Claim Extraction for Fact-Checking: Data, Models, and Automated Metrics
Herbert Ullrich, Tomáš Mlynář, Jan Drchal
TL;DR
The paper tackles automated claim extraction for fact-checking by treating it as a one-to-many abstractive generation problem. It introduces FEVERFact, a dataset of 17K atomic claims drawn from 4.4K contextualized Wikipedia sentences, alongside an automated six-metric evaluation framework that includes Atomicity, Fluency, Decontextualization, Faithfulness, Focus, and Coverage, with $F_{fact}$—the harmonic mean of Focus and Coverage—being the centerpiece. It evaluates multiple generation approaches, including QACG baselines, LLM prompting, and T5-based transfer learning, showing that lightweight, trainable models with diverse-beam decoding can approach human-like claim quality while maintaining scalable evaluation.

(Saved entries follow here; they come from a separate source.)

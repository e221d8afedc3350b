// SPDX-License-Identifier: PMPL-1.0-or-later
//! Complybot - Accessibility Compliance Scoring Engine
//!
//! Complybot is the scoring core of a web accessibility audit service. It
//! does not drive a browser or parse HTML: an external rule checker supplies
//! raw violation findings and an external DOM collaborator supplies a bag of
//! page metrics. Complybot turns those inputs into classified issues, weighted
//! scores, and a single compliance-level verdict.
//!
//! ## Pipeline
//!
//! 1. **Classifier**: maps each raw finding to a severity, category,
//!    WCAG/AODA criterion label, and remediation text.
//! 2. **Analyzers**: four independent content heuristics (reading level,
//!    cognitive load, multimedia coverage, navigation robustness), each
//!    producing a 0-100 sub-score from page metrics.
//! 3. **Scanner**: level-gated orchestration - which analyzers run depends on
//!    the conformance levels the caller requested.
//! 4. **Scoring**: severity-weighted base score, level-gated weight blending,
//!    and the ordered compliance-level gates.
//!
//! ## Requested levels
//!
//! A scan request carries an ordered set of level tokens (`A`, `AA`, `AAA`,
//! `AODA`, `COGNITIVE`, `MULTIMEDIA`). A compliance level is never reported
//! unless it was requested.

pub mod analyzers;
pub mod classifier;
pub mod error;
pub mod model;
pub mod scanner;
pub mod scoring;

pub use error::{Result, ScanError};
pub use scanner::{FindingSource, MetricsSource, ScanEngine};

The work provides a reusable evaluation toolkit and demonstrates strong metric validation against human judgments, while discussing ethical considerations of deploying generative claim creators. Overall, FEVERFact and its evaluation framework offer a scalable, data-driven path for advancing check-worthy claim generation and its assessment in real-world misinformation detection tasks.
Abstract
In this paper, we explore the problem of Claim Extraction using one-to-many text generation methods, comparing LLMs, small summarization models finetuned for the task, and a previous NER-centric baseline QACG. As the current publications on Claim Extraction, Fact Extraction, Claim Generation and Check-worthy Claim Detection are quite scattered in their means and terminology, we compile their common objectives, releasing the FEVERFact dataset, with 17K atomic factual claims extracted from 4K contextualised Wikipedia sentences, adapted from the original FEVER. We compile the known objectives into an Evaluation framework of: Atomicity, Fluency, Decontextualization, Faithfulness checked for each generated claim separately, and Focus and Coverage measured against the full set of predicted claims for a single input. For each metric, we implement a scale using a reduction to an already-explored NLP task. We validate our metrics against human grading of generic claims, to see that the model ranking on $F_{fact}$, our hardest metric, did not change and the evaluation framework approximates human grading very closely in terms of $F_1$ and RMSE.